Les prix du pétrole ont connu des fluctuations importantes depuis la fin du mois de février, après que l'Iran a fermé le détroit d'Ormuz, une voie commerciale essentielle, obligeant les principaux producteurs du Moyen-Orient à réduire leur production. Les contrats à terme sur le pétrole brut américain
CLc1 ont atteint 119 dollars le baril au début de cette semaine, le niveau le plus élevé depuis août 2022, et ont évolué dans une fourchette de 35,80 dollars au cours de la séance de transactions de lundi.
Mardi, ils se sont établis à 83,45 dollars le baril, en baisse de 11,32 dollars, alors que le président américain Donald Trump a prédit une désescalade. O/R
"Le défi est qu'en décembre, lorsque nous et les compagnies pétrolières et gazières pour lesquelles nous travaillons travaillions tous sur nos budgets, le pétrole était dans les 50 dollars", a-t-il déclaré dans une interview, ajoutant qu'il peut falloir plus de six mois pour mettre les puits en service.

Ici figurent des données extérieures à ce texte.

// benches/record_throughput.rs
//
// Write-path and read-path costs of windowed histograms, counters and top trackers

use criterion::{black_box, criterion_group, criterion_main, BenchmarkId, Criterion, Throughput};
use std::time::Duration;

use hdrwin::api::{HdrBuilder, TopBuilder, WindowCounter};

fn bench_record_by_policy(c: &mut Criterion) {
    let mut group = c.benchmark_group("record");
    group.throughput(Throughput::Elements(1));

    let policies = vec![
        ("reset_on_snapshot", HdrBuilder::new()),
        ("reset_periodically", HdrBuilder::new().reset_periodically(Duration::from_secs(60))),
        ("never_reset", HdrBuilder::new().never_reset()),
    ];

    for (name, builder) in policies {
        let histogram = builder.build_histogram().expect("valid histogram settings");
        group.bench_with_input(BenchmarkId::new("histogram", name), &histogram, |b, histogram| {
            let mut value = 0i64;
            b.iter(|| {
                value = (value + 7_919) % 1_000_000;
                histogram.update(black_box(value));
            });
        });
    }

    let counter = WindowCounter::reset_periodically(Duration::from_secs(60)).expect("valid period");
    group.bench_function("window_counter", |b| b.iter(|| counter.add(black_box(1))));

    group.finish();
}

fn bench_top_update(c: &mut Criterion) {
    let mut group = c.benchmark_group("top_update");
    group.throughput(Throughput::Elements(1));

    for size in [1usize, 10, 100] {
        let top = TopBuilder::new().with_size(size).build_concurrent().expect("valid top settings");
        // fill the top so most updates hit the fast-path rejection
        for latency in 1_000_000..1_000_000 + size as i64 {
            top.update(0, latency, || latency.to_string());
        }
        group.bench_with_input(BenchmarkId::from_parameter(size), &top, |b, top| {
            let mut latency = 0i64;
            b.iter(|| {
                latency = (latency + 104_729) % 2_000_000;
                top.update(0, black_box(latency), || format!("query {}", latency))
            });
        });
    }

    group.finish();
}

fn bench_snapshot(c: &mut Criterion) {
    let mut group = c.benchmark_group("snapshot");

    let full = HdrBuilder::new().never_reset().without_snapshot_optimization();
    let predefined = HdrBuilder::new().never_reset();
    let cached = HdrBuilder::new().never_reset().with_snapshot_cache_ttl(Duration::from_secs(60));

    for (name, builder) in [("full", full), ("predefined", predefined), ("cached", cached)] {
        let timer = builder.build_timer().expect("valid timer settings");
        for micros in 1..10_000u64 {
            timer.update(Duration::from_micros(micros));
        }
        group.bench_with_input(BenchmarkId::from_parameter(name), &timer, |b, timer| {
            b.iter(|| black_box(timer.snapshot().p99()));
        });
    }

    group.finish();
}

criterion_group!(benches, bench_record_by_policy, bench_top_update, bench_snapshot);
criterion_main!(benches);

"Quel sera le prix réel du pétrole dans six à neuf mois?", a-t-il demandé.
La production pétrolière américaine est déjà proche de niveaux records, atteignant 13,7 millions de barils par jour le mois dernier, selon l'Administration américaine d'information sur l'énergie (U.S. Energy Information Administration). La production du Permien s'est élevée à 6,59 millions de bpj, en baisse par rapport au record de 6,74 millions de bpj atteint l'année dernière.
Selon Andy Hendricks, la trajectoire de la production pétrolière américaine dépendra en grande partie du temps qu'il faudra pour que la situation en Iran se normalise et que les échanges commerciaux reprennent par le détroit d'Ormuz.
"Je pense que le risque est que la production de pétrole du Permien commence à ralentir cette année. Si c'est le cas, cela entraînera probablement une hausse des prix et l'industrie commencera alors à reprendre ses activités", a-t-il déclaré.